Information:

___

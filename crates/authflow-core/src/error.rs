//! Error types for the authflow core library.

use thiserror::Error;

/// Result type alias using [`AuthError`].
pub type Result<T> = std::result::Result<T, AuthError>;

/// Failures surfaced by token, session and resource operations.
///
/// Every variant carries a human-readable reason so callers can show it
/// as-is. The enum is `Clone` because outcomes are embedded in
/// [`ApiResponse`](crate::resource::ApiResponse) values.
#[derive(Debug, Clone, PartialEq, Eq, Error)]
pub enum AuthError {
    /// Token has the wrong number of segments or a segment is not encoded JSON.
    #[error("Malformed token: {0}")]
    MalformedToken(String),

    /// Login credentials did not match the known identity.
    #[error("Invalid credentials")]
    InvalidCredentials,

    /// Refresh token was invalid or expired at refresh time.
    #[error("Token refresh failed: {0}")]
    RefreshFailed(String),

    /// A protected call had no usable token after all refresh attempts.
    #[error("{0}")]
    Unauthenticated(String),

    /// Authenticated, but the endpoint's access policy said no.
    #[error("{0}")]
    Forbidden(String),

    /// Key-value store read/write failure.
    #[error("Storage error: {0}")]
    Storage(String),

    /// Configuration error
    #[error("Configuration error: {0}")]
    Config(String),
}

impl From<std::io::Error> for AuthError {
    fn from(e: std::io::Error) -> Self {
        Self::Storage(e.to_string())
    }
}

impl From<serde_json::Error> for AuthError {
    fn from(e: serde_json::Error) -> Self {
        Self::Storage(format!("JSON error: {e}"))
    }
}

impl AuthError {
    /// Whether this failure means the user has to log in again.
    pub const fn requires_login(&self) -> bool {
        matches!(
            self,
            Self::Unauthenticated(_) | Self::RefreshFailed(_) | Self::InvalidCredentials
        )
    }
}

___

Work item:
Search the listing above for the string "Clone" and return each line it appears on.

Answer section:
/// as-is. The enum is `Clone` because outcomes are embedded in
#[derive(Debug, Clone, PartialEq, Eq, Error)]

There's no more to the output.